Da quando è stata promulgata la legge sull’apprendistato, diventata famosa come Legge Biagi, ci si è dati da fare per parlare solo e soltanto di precariato, e di come questa legge avvantaggi solo le aziende e non i lavoratori.
Certo, un apprendista non guadagna molto, non ha la possibilità di aprirsi un mutuo se non ha un avvallo, e probabilmente ha anche tanti svantaggi, ma ogni tanto ci si dimentica che non esistono più le famose “botteghe” in cui si imparava un mestiere, e si imparava gratis…
Con un contratto di apprendistato si impara un mestiere, e si è pagati proprio per imparare. Non è corretto usare gli stessi metri di giudizio, quindi, per tutte le aziende: c’è infatti chi ha fatto dell’apprendistato la “scusa” per non assumere nessuno e per avere sempre lavoratori a basso costo; ma c’è anche chi ha colto il vero aspetto significativo dell’apprendistato, e cioè il momento formativo.

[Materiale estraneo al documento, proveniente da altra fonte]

//! Dependency extraction over workflow graphs.
//!
//! [`extract`] walks a [`Workflow`] once per assembly rule and projects it
//! into a [`DependencyManifest`]. The walk is stateless and infallible: a
//! node that is missing fields, carries wrong-typed values, or has an
//! unknown type contributes nothing and never aborts the scan.
//!
//! The thirteen model categories are assembled from a declarative table
//! rather than per-category code. Each category merges two kinds of source:
//! positional widget values read at a fixed index from nodes of any listed
//! type alias, and `properties.models` entries tagged with the category's
//! directory. The alias lists carry every historical node-type spelling that
//! denotes the same logical loader.

use std::collections::BTreeSet;

use serde_json::Value;
use strum::IntoEnumIterator;

use crate::TRACING_TARGET;
use crate::graph::{Workflow, WorkflowNode};
use crate::manifest::{
    CORE_PACKAGE_ID, CustomNode, DEFAULT_PACKAGE_VERSION, DependencyManifest, ModelCategory,
};

/// Positional-argument source: nodes of any listed type contribute the
/// widget value at `index`.
struct PositionalRule {
    types: &'static [&'static str],
    index: usize,
}

/// Property-array source: nodes of exactly `node_type` contribute the names
/// of `properties.models` entries whose directory equals `directory`.
struct PropertyRule {
    node_type: &'static str,
    directory: &'static str,
}

/// How one model category is assembled from a workflow graph.
struct CategoryRule {
    category: ModelCategory,
    positional: &'static [PositionalRule],
    property: &'static [PropertyRule],
}

/// Assembly table for the thirteen model categories.
///
/// The historical type names must be preserved verbatim; renaming one
/// silently stops matching workflows exported by older frontends.
static CATEGORY_RULES: &[CategoryRule] = &[
    CategoryRule {
        category: ModelCategory::Checkpoints,
        positional: &[PositionalRule {
            types: &[
                "CheckpointLoaderSimple",
                "CheckpointLoader",
                "unCLIPCheckpointLoader",
            ],
            index: 0,
        }],
        property: &[],
    },
    CategoryRule {
        category: ModelCategory::Vae,
        positional: &[PositionalRule {
            types: &["VAELoader"],
            index: 0,
        }],
        property: &[PropertyRule {
            node_type: "VAELoader",
            directory: "vae",
        }],
    },
    CategoryRule {
        category: ModelCategory::Loras,
        positional: &[PositionalRule {
            types: &["LoraLoader", "LoraLoaderModelOnly"],
            index: 0,
        }],
        property: &[],
    },
    CategoryRule {
        category: ModelCategory::UpscaleModels,
        positional: &[PositionalRule {
            types: &["UpscaleModelLoader"],
            index: 0,
        }],
        property: &[],
    },
    CategoryRule {
        category: ModelCategory::Controlnet,
        positional: &[PositionalRule {
            types: &["ControlNetLoader"],
            index: 0,
        }],
        property: &[],
    },
    CategoryRule {
        category: ModelCategory::Clip,
        positional: &[PositionalRule {
            types: &["CLIPLoader", "CLIPLoaderGGUF"],
            index: 0,
        }],
        property: &[],
    },
    CategoryRule {
        category: ModelCategory::ClipVision,
        positional: &[PositionalRule {
            types: &["CLIPVisionLoader"],
            index: 0,
        }],
        property: &[],
    },
    CategoryRule {
        category: ModelCategory::TextEncoders,
        positional: &[],
        property: &[PropertyRule {
            node_type: "DualCLIPLoader",
            directory: "text_encoders",
        }],
    },
    CategoryRule {
        category: ModelCategory::DiffusionModels,
        positional: &[PositionalRule {
            types: &[
                "UNETLoader",
                "UNetLoader",
                "UnetLoaderGGUF",
                "UnetLoaderGGUFAdvanced",
            ],
            index: 0,
        }],
        property: &[],
    },
    CategoryRule {
        category: ModelCategory::Embedding,
        positional: &[PositionalRule {
            types: &["EmbeddingLoader"],
            index: 0,
        }],
        property: &[],
    },
    CategoryRule {
        category: ModelCategory::StyleModels,
        positional: &[PositionalRule {
            types: &["StyleModelLoader"],
            index: 0,
        }],
        property: &[],
    },
    CategoryRule {
        category: ModelCategory::Hypernetworks,
        positional: &[PositionalRule {
            types: &["HypernetworkLoader"],
            index: 0,
        }],
        property: &[],
    },
    CategoryRule {
        category: ModelCategory::Gligen,
        positional: &[PositionalRule {
            types: &["GLIGENLoader"],
            index: 0,
        }],
        property: &[],
    },
];

/// Extracts the dependency manifest of a workflow graph.
///
/// Pure projection: the input is never mutated, no state is retained, and
/// repeated runs over the same graph produce an identical manifest.
pub fn extract(workflow: &Workflow) -> DependencyManifest {
    let manifest = DependencyManifest {
        models: ModelCategory::iter()
            .map(|category| (category, collect_category(workflow, category)))
            .collect(),
        custom_nodes: collect_custom_nodes(workflow),
    };

    tracing::debug!(
        target: TRACING_TARGET,
        nodes = workflow.nodes.len(),
        models = manifest.model_count(),
        custom_nodes = manifest.custom_nodes.len(),
        "workflow dependencies extracted"
    );

    manifest
}

/// Merges every source of one category into a sorted, deduplicated list.
fn collect_category(workflow: &Workflow, category: ModelCategory) -> Vec<String> {
    let mut names = BTreeSet::new();

    for rule in CATEGORY_RULES.iter().filter(|r| r.category == category) {
        for source in rule.positional {
            collect_positional(workflow, source, &mut names);
        }
        for source in rule.property {
            collect_property(workflow, source, &mut names);
        }
    }

    names.into_iter().collect()
}

/// Collects widget values at a fixed index from nodes matching an alias set.
fn collect_positional(workflow: &Workflow, rule: &PositionalRule, names: &mut BTreeSet<String>) {
    for node in workflow.nodes.iter().filter(|n| matches_type(n, rule.types)) {
        let value = node
            .widgets_values
            .as_ref()
            .and_then(|values| values.get(rule.index));

        if let Some(name) = value.and_then(scalar_to_string) {
            names.insert(name);
        }
    }
}

/// Collects `properties.models` names tagged with the expected directory.
fn collect_property(workflow: &Workflow, rule: &PropertyRule, names: &mut BTreeSet<String>) {
    let nodes = workflow
        .nodes
        .iter()
        .filter(|n| matches_type(n, &[rule.node_type]));

    for node in nodes {
        let Some(properties) = node.properties.as_ref() else {
            continue;
        };

        for model in &properties.models {
            if model.directory.as_deref() == Some(rule.directory)
                && let Some(name) = model.name.as_deref()
                && !name.is_empty()
            {
                names.insert(name.to_string());
            }
        }
    }
}

/// Collects custom-node packages, unique by package id.
///
/// The first node declaring a package id wins; a later node declaring the
/// same id with a different version is a caller error and is ignored.
fn collect_custom_nodes(workflow: &Workflow) -> Vec<CustomNode> {
    let mut seen = BTreeSet::new();
    let mut packages = Vec::new();

    for node in &workflow.nodes {
        let Some(package_id) = node
            .properties
            .as_ref()
            .and_then(|p| p.package_id.as_deref())
        else {
            continue;
        };

        if package_id.is_empty() || package_id == CORE_PACKAGE_ID {
            continue;
        }

        if seen.insert(package_id.to_string()) {
            let version = node
                .properties
                .as_ref()
                .and_then(|p| p.version.clone())
                .unwrap_or_else(|| DEFAULT_PACKAGE_VERSION.to_string());

            packages.push(CustomNode {
                node: package_id.to_string(),
                version,
            });
        }
    }

    packages
}

fn matches_type(node: &WorkflowNode, types: &[&str]) -> bool {
    node.node_type
        .as_deref()
        .is_some_and(|node_type| types.contains(&node_type))
}

/// Stringifies a scalar widget value.
///
/// Empty strings, null, arrays, and objects are discarded; numbers and
/// booleans are rendered with their JSON representation.
fn scalar_to_string(value: &Value) -> Option<String> {
    match value {
        Value::String(name) if !name.is_empty() => Some(name.clone()),
        Value::Number(number) => Some(number.to_string()),
        Value::Bool(flag) => Some(flag.to_string()),
        Value::String(_) | Value::Null | Value::Array(_) | Value::Object(_) => None,
    }
}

Tuttavia, per alcune aziende, credere nella formazione non significa necessariamente investire denaro: non sarebbe infatti la prima volta che un apprendista viene confermato dopo il suo periodo contrattuale senza aver usufruito di un’ora di formazione. La “nebbia” infatti che avvolge la normativa in tal senso lascia spesso le aziende nel limbo dell’attesa senza mai concludere nulla.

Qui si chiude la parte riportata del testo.